▸ **About this exercise**:
Your answer must be every line of the data below that holds the string "GatewayConfig", copied exactly.

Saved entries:

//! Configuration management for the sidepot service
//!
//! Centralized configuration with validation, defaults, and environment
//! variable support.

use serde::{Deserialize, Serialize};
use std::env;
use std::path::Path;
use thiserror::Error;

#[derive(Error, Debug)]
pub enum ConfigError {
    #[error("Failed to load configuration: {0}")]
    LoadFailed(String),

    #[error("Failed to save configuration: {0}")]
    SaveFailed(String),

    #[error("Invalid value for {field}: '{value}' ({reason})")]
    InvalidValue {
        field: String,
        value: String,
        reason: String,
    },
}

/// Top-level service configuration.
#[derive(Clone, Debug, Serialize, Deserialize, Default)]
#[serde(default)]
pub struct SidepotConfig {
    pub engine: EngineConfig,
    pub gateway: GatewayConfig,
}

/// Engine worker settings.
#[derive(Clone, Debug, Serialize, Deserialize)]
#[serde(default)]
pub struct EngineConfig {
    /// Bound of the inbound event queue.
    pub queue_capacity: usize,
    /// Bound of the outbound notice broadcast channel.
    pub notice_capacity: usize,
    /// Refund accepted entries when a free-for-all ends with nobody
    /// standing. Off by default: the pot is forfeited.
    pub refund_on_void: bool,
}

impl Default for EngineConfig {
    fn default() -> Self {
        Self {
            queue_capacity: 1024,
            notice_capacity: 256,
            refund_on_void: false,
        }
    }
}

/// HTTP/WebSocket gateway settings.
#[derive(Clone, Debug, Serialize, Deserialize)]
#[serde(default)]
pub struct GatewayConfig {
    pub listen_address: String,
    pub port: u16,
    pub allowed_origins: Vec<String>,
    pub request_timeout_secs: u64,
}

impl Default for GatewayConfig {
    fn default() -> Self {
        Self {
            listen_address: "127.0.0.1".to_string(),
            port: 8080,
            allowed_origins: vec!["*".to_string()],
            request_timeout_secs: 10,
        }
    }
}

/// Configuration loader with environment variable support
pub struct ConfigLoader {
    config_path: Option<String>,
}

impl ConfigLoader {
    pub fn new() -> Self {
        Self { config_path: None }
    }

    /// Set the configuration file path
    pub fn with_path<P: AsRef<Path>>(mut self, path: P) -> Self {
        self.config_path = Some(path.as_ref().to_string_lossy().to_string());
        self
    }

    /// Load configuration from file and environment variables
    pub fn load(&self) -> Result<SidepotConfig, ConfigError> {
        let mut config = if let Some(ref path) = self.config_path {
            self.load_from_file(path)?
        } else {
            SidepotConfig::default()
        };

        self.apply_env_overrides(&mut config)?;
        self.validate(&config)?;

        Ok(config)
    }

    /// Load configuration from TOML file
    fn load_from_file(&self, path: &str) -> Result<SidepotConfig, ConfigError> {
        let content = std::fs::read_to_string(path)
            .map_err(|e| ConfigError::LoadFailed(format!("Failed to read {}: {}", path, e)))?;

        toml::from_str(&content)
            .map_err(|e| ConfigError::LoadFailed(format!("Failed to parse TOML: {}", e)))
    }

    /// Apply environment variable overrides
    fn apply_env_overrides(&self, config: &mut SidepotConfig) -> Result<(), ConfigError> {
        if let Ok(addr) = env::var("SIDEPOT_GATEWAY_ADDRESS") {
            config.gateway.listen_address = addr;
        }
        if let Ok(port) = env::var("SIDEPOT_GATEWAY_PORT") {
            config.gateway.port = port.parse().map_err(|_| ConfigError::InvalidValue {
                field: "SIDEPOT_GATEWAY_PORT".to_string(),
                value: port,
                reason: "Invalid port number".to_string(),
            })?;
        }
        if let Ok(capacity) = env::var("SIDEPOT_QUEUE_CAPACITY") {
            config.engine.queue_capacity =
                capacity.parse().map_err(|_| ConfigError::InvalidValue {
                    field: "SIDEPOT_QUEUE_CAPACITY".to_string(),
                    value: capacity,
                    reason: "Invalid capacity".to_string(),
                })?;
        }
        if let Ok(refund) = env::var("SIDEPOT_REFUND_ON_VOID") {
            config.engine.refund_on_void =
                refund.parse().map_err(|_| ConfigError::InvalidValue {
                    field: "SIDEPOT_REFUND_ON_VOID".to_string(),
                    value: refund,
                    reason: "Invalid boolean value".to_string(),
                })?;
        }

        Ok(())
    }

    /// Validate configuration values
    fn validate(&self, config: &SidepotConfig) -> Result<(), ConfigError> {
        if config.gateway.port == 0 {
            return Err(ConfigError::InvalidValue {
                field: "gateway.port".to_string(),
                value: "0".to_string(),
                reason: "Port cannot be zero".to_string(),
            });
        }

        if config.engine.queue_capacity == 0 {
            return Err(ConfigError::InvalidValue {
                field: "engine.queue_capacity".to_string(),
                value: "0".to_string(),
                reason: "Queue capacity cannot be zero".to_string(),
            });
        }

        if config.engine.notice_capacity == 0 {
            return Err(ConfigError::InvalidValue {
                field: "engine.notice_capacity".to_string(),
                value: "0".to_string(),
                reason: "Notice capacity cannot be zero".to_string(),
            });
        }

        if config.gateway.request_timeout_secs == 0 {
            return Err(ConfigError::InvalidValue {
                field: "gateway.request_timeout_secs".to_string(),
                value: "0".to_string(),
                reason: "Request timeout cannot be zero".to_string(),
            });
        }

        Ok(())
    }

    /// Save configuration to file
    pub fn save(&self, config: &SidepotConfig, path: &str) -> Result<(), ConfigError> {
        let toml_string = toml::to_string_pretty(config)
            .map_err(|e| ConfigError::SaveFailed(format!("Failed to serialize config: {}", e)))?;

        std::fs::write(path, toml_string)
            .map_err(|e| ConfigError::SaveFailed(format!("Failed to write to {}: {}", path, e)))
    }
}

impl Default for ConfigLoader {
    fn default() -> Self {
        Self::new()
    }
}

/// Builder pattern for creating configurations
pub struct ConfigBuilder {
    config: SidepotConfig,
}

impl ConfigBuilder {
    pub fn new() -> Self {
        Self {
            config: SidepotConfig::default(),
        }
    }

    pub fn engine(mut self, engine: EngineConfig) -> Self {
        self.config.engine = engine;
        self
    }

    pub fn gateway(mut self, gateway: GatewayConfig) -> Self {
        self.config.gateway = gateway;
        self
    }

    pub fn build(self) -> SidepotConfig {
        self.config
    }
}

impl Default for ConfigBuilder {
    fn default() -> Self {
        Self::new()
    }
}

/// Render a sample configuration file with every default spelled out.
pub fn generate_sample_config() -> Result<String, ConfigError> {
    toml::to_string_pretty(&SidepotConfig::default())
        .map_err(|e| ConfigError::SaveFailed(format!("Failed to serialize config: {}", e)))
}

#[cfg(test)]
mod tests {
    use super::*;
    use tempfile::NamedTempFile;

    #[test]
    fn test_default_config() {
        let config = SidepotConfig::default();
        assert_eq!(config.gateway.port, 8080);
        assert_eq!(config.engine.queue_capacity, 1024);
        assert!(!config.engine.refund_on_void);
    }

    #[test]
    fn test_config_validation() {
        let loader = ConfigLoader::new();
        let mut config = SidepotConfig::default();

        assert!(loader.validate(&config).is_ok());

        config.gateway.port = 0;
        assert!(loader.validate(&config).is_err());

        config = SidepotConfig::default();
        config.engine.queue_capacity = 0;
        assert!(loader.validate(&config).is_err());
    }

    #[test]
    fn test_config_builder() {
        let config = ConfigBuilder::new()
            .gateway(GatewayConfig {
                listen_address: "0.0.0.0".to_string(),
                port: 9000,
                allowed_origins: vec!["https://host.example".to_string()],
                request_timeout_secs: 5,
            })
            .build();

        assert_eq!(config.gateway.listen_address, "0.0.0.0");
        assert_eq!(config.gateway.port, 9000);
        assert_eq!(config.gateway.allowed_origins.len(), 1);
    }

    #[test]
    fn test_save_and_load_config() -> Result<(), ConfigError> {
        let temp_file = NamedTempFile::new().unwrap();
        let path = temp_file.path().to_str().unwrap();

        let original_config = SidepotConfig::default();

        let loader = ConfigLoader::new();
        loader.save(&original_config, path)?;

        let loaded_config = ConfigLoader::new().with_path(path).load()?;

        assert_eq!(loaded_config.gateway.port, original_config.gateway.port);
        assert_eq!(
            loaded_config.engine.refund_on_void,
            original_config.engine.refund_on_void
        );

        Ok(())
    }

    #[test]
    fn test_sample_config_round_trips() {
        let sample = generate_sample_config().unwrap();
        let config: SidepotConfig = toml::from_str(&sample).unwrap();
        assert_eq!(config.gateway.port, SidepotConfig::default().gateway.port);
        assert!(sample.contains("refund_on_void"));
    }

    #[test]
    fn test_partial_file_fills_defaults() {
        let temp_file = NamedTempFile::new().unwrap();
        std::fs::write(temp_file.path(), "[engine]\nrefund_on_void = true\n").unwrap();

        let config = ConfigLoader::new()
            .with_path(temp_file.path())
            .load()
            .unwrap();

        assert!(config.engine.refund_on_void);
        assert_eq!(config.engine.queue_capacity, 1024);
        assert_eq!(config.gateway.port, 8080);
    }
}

---

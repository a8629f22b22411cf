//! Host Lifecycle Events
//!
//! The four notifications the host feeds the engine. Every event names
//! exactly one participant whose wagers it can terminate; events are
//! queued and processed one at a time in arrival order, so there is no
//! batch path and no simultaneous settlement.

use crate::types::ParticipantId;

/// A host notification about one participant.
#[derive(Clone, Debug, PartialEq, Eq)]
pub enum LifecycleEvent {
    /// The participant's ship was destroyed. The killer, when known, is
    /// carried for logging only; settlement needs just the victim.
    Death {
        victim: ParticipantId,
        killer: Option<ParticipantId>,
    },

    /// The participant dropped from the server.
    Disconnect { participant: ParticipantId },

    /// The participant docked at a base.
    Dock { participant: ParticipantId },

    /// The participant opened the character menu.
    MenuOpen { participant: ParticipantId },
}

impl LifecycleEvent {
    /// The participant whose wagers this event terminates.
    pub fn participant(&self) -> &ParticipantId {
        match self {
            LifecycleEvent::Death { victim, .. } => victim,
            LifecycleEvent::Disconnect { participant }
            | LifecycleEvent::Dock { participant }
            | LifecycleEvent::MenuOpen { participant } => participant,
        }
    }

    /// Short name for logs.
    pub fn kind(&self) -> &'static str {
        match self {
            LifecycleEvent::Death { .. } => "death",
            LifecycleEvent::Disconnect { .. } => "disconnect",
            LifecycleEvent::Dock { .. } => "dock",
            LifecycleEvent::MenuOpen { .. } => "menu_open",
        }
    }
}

▸ **Task solution**:
    pub gateway: GatewayConfig,
pub struct GatewayConfig {
impl Default for GatewayConfig {
    pub fn gateway(mut self, gateway: GatewayConfig) -> Self {
            .gateway(GatewayConfig {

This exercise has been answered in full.